Living with Anxiety and OCD
Imagine not sleeping at night. Dreams haunt your sleep, you reach out constantly for reassurance you’re not alone.

I don’t want to die.
Imagine waking up each morning, dreading the idea of facing the day ahead of you. The people, the noise, the chaos.

I don’t want the world to burn in fire.
Imagine being afraid of what people are thinking of you. Why are they laughing, are they making fun of me? I can’t choose this outfit, someone might think I’m a boy. Or maybe they will think I’m too prissy. What if they think I’m not good enough? What if they think I’m a bad person? Why are they looking at me? How can I hide? I need to change the way I behave so I am more like them. Or, maybe if I act like someone or something completely different, they won’t see me.

I want to live forever.
Imagine you are not worthy of love. You won’t let anyone close to you. You won’t accept love and friendship from others. Never let them see you.

But, what if I die.
Imagine being in a crowd of people, scared someone will touch you, talk to you, or look at you.

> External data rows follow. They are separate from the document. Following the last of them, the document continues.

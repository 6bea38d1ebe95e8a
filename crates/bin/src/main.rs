use clap::Parser;
use tracing_subscriber::EnvFilter;

mod backend;
mod cli;
mod commands {
    pub mod health;
    pub mod serve;
}
mod settings;

use cli::{Cli, Commands};

#[tokio::main]
async fn main() -> Result<(), Box<dyn std::error::Error>> {
    // Initialize tracing
    tracing_subscriber::fmt()
        .with_env_filter(
            EnvFilter::try_from_default_env().unwrap_or_else(|_| EnvFilter::new("confvault=info")),
        )
        .init();

    match Cli::parse().command_or_serve() {
        Commands::Serve(args) => commands::serve::run(&args).await,
        Commands::Health(args) => commands::health::run(&args).await,
    }
}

I’m never good at anything.
Imagine wanting to speak, but your mind won’t allow your lips to move. You’re frozen.

I hate my life.
Imagine your every move is being monitored, and judged. All eyes are on you, and your actions. What if you say the wrong thing? What if you behave in a way that’s not appropriate for the situation? What if they don’t like you?

Do you think I’m weird?

Why am I different?
Now, imagine your 9 years old. You’re not able to understand, let alone deal, with these thoughts and emotions.

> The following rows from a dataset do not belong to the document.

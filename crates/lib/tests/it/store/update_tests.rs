//! Update and replace semantics under failure
//!
//! `update_config` is delete-then-add and loses the artifact when the add
//! fails. `replace_config` only discards the old content once the new content
//! is written. Failures are injected with a wrapping backend for both
//! backends, and with a database trigger for the object backend.

use std::any::Any;
use std::sync::atomic::{AtomicBool, Ordering};

use async_trait::async_trait;
use confvault::{
    ConfigArtifact, ConfigStore, ErrorKind, FileType, Result,
    backend::{ArtifactBackend, ArtifactWrite, BackendKind, FileBackend, ObjectBackend},
};

use crate::helpers::*;

/// Delegates to a real backend, failing writes on demand.
struct FaultyBackend<B> {
    inner: B,
    fail_inserts: AtomicBool,
    fail_replaces: AtomicBool,
}

impl<B> FaultyBackend<B> {
    fn new(inner: B) -> Self {
        Self {
            inner,
            fail_inserts: AtomicBool::new(false),
            fail_replaces: AtomicBool::new(false),
        }
    }
}

fn injected() -> confvault::Error {
    std::io::Error::other("injected write failure").into()
}

#[async_trait]
impl<B: ArtifactBackend> ArtifactBackend for FaultyBackend<B> {
    fn kind(&self) -> BackendKind {
        self.inner.kind()
    }

    async fn insert(&self, artifact: ArtifactWrite<'_>) -> Result<()> {
        if self.fail_inserts.load(Ordering::SeqCst) {
            return Err(injected());
        }
        self.inner.insert(artifact).await
    }

    async fn replace(&self, artifact: ArtifactWrite<'_>) -> Result<()> {
        if self.fail_replaces.load(Ordering::SeqCst) {
            return Err(injected());
        }
        self.inner.replace(artifact).await
    }

    async fn remove(&self, owner: &str, filename: &str) -> Result<()> {
        self.inner.remove(owner, filename).await
    }

    async fn fetch(&self, owner: &str, filename: &str) -> Result<ConfigArtifact> {
        self.inner.fetch(owner, filename).await
    }

    async fn exists(&self, owner: &str, filename: &str) -> Result<bool> {
        self.inner.exists(owner, filename).await
    }

    fn as_any(&self) -> &dyn Any {
        self
    }
}

fn faulty<B: ArtifactBackend>(store: &ConfigStore) -> &FaultyBackend<B> {
    store
        .backend()
        .as_any()
        .downcast_ref::<FaultyBackend<B>>()
        .expect("Store should use the faulty backend")
}

async fn update_loses_artifact_when_add_fails<B: ArtifactBackend>(store: ConfigStore) {
    store
        .add_config("alice", "app.json", FileType::Json, b"original")
        .await
        .unwrap();

    faulty::<B>(&store).fail_inserts.store(true, Ordering::SeqCst);
    let err = store
        .update_config("alice", "app.json", FileType::Json, b"updated")
        .await
        .unwrap_err();
    assert_eq!(err.kind(), ErrorKind::BackendFailure);

    // The delete half went through, the add half did not
    let err = store.get_config("alice", "app.json").await.unwrap_err();
    assert_eq!(err.kind(), ErrorKind::NotFound);
}

async fn replace_keeps_artifact_when_write_fails<B: ArtifactBackend>(store: ConfigStore) {
    store
        .add_config("alice", "app.json", FileType::Json, b"original")
        .await
        .unwrap();

    faulty::<B>(&store).fail_replaces.store(true, Ordering::SeqCst);
    let err = store
        .replace_config("alice", "app.json", FileType::Json, b"updated")
        .await
        .unwrap_err();
    assert!(err.is_backend_failure());

    let artifact = store.get_config("alice", "app.json").await.unwrap();
    assert_eq!(artifact.content, b"original");
}

#[tokio::test]
async fn test_update_not_atomic_object() {
    let store = ConfigStore::new(Box::new(FaultyBackend::new(ObjectBackend::new(
        test_database().await,
    ))));
    update_loses_artifact_when_add_fails::<ObjectBackend>(store).await;
}

#[tokio::test]
async fn test_update_not_atomic_file() {
    let dir = tempfile::tempdir().unwrap();
    let store = ConfigStore::new(Box::new(FaultyBackend::new(FileBackend::new(dir.path()))));
    update_loses_artifact_when_add_fails::<FileBackend>(store).await;
}

#[tokio::test]
async fn test_replace_failure_keeps_original_object() {
    let store = ConfigStore::new(Box::new(FaultyBackend::new(ObjectBackend::new(
        test_database().await,
    ))));
    replace_keeps_artifact_when_write_fails::<ObjectBackend>(store).await;
}

#[tokio::test]
async fn test_replace_failure_keeps_original_file() {
    let dir = tempfile::tempdir().unwrap();
    let store = ConfigStore::new(Box::new(FaultyBackend::new(FileBackend::new(dir.path()))));
    replace_keeps_artifact_when_write_fails::<FileBackend>(store).await;
}

// ===== FAILURES INSIDE THE OBJECT BACKEND =====

/// Make any chunk write whose data is exactly `boom` fail.
///
/// SQLite only; returns false when running against another database.
async fn install_chunk_trap(store: &ConfigStore) -> bool {
    let backend = store
        .backend()
        .as_any()
        .downcast_ref::<ObjectBackend>()
        .expect("Store should use the object backend");
    let db = backend.database();
    if !db.is_sqlite() {
        return false;
    }
    sqlx::query(
        "CREATE TRIGGER chunk_trap BEFORE INSERT ON object_chunks
         WHEN NEW.data = X'626f6f6d'
         BEGIN SELECT RAISE(ABORT, 'injected chunk failure'); END",
    )
    .execute(db.pool())
    .await
    .unwrap();
    true
}

#[tokio::test]
async fn test_replace_rolls_back_partial_write() {
    let (store, _db) = object_store().await;
    if !install_chunk_trap(&store).await {
        return;
    }

    store
        .add_config("alice", "app.txt", FileType::Text, b"original")
        .await
        .unwrap();

    let err = store
        .replace_config("alice", "app.txt", FileType::Text, b"boom")
        .await
        .unwrap_err();
    assert_eq!(err.kind(), ErrorKind::BackendFailure);

    // Old chunks were deleted inside the transaction; the rollback restores them
    let artifact = store.get_config("alice", "app.txt").await.unwrap();
    assert_eq!(artifact.content, b"original");
}

#[tokio::test]
async fn test_update_partial_write_loses_artifact() {
    let (store, _db) = object_store().await;
    if !install_chunk_trap(&store).await {
        return;
    }

    store
        .add_config("alice", "app.txt", FileType::Text, b"original")
        .await
        .unwrap();

    let err = store
        .update_config("alice", "app.txt", FileType::Text, b"boom")
        .await
        .unwrap_err();
    assert!(err.is_backend_failure());

    // The failed add rolled back its metadata row too, so nothing is left
    assert!(!store.config_exists("alice", "app.txt").await.unwrap());
}

#[tokio::test]
async fn test_failed_add_leaves_no_metadata() {
    let (store, _db) = object_store().await;
    if !install_chunk_trap(&store).await {
        return;
    }

    let err = store
        .add_config("alice", "app.txt", FileType::Text, b"boom")
        .await
        .unwrap_err();
    assert!(err.is_backend_failure());
    assert!(!store.config_exists("alice", "app.txt").await.unwrap());

    // The key is still free
    store
        .add_config("alice", "app.txt", FileType::Text, b"fine")
        .await
        .unwrap();
}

Mental health issues in children are very real. Anxiety and OCD are very real.
It has taken us years of pushing doctors, teachers, and mental health professionals, to get her tested, and to get a diagnosis.
Mya knows how to camouflage herself, and will go into role play so she can fit in with her peers. No one knows the internal struggles because she’s learned to hide it well. Except when it comes out, as shown in the pictures above.
We decided to medicate a year or so ago. That was one of the most difficult decisions we’ve ever had to make.
My recent discussions with the doctor involved the use of Benadryl to calm her, and help her sleep. I’ve bought the Benadryl, but I can’t bring myself to give it to her.
When I was buying the Benadryl, I also had to buy more Band-Aids. It all hit me like a truck. Instead of buying my daughter Hello Kitty lip gloss, or nail polish, I’m buying her Benadryl to calm her so she can sleep, and Band-Aids to cover her self-inflicted wounds.
Most kids love to be hugged and snuggled. Our daughter doesn’t want to be touched or comforted.
Most kids jump right in during a party or play date. Our daughter only chooses to play with the ones that know the real her. No outsiders are allowed in.
Mya is quite the chameleon. She observes her surroundings, and adapts. But that’s not the real Mya.
The real Mya is smart, talented, beautiful, and funny. Her smile can light the night. But you won’t see that, unless you’ve been invited into her world. Into her way of thinking. Into her head.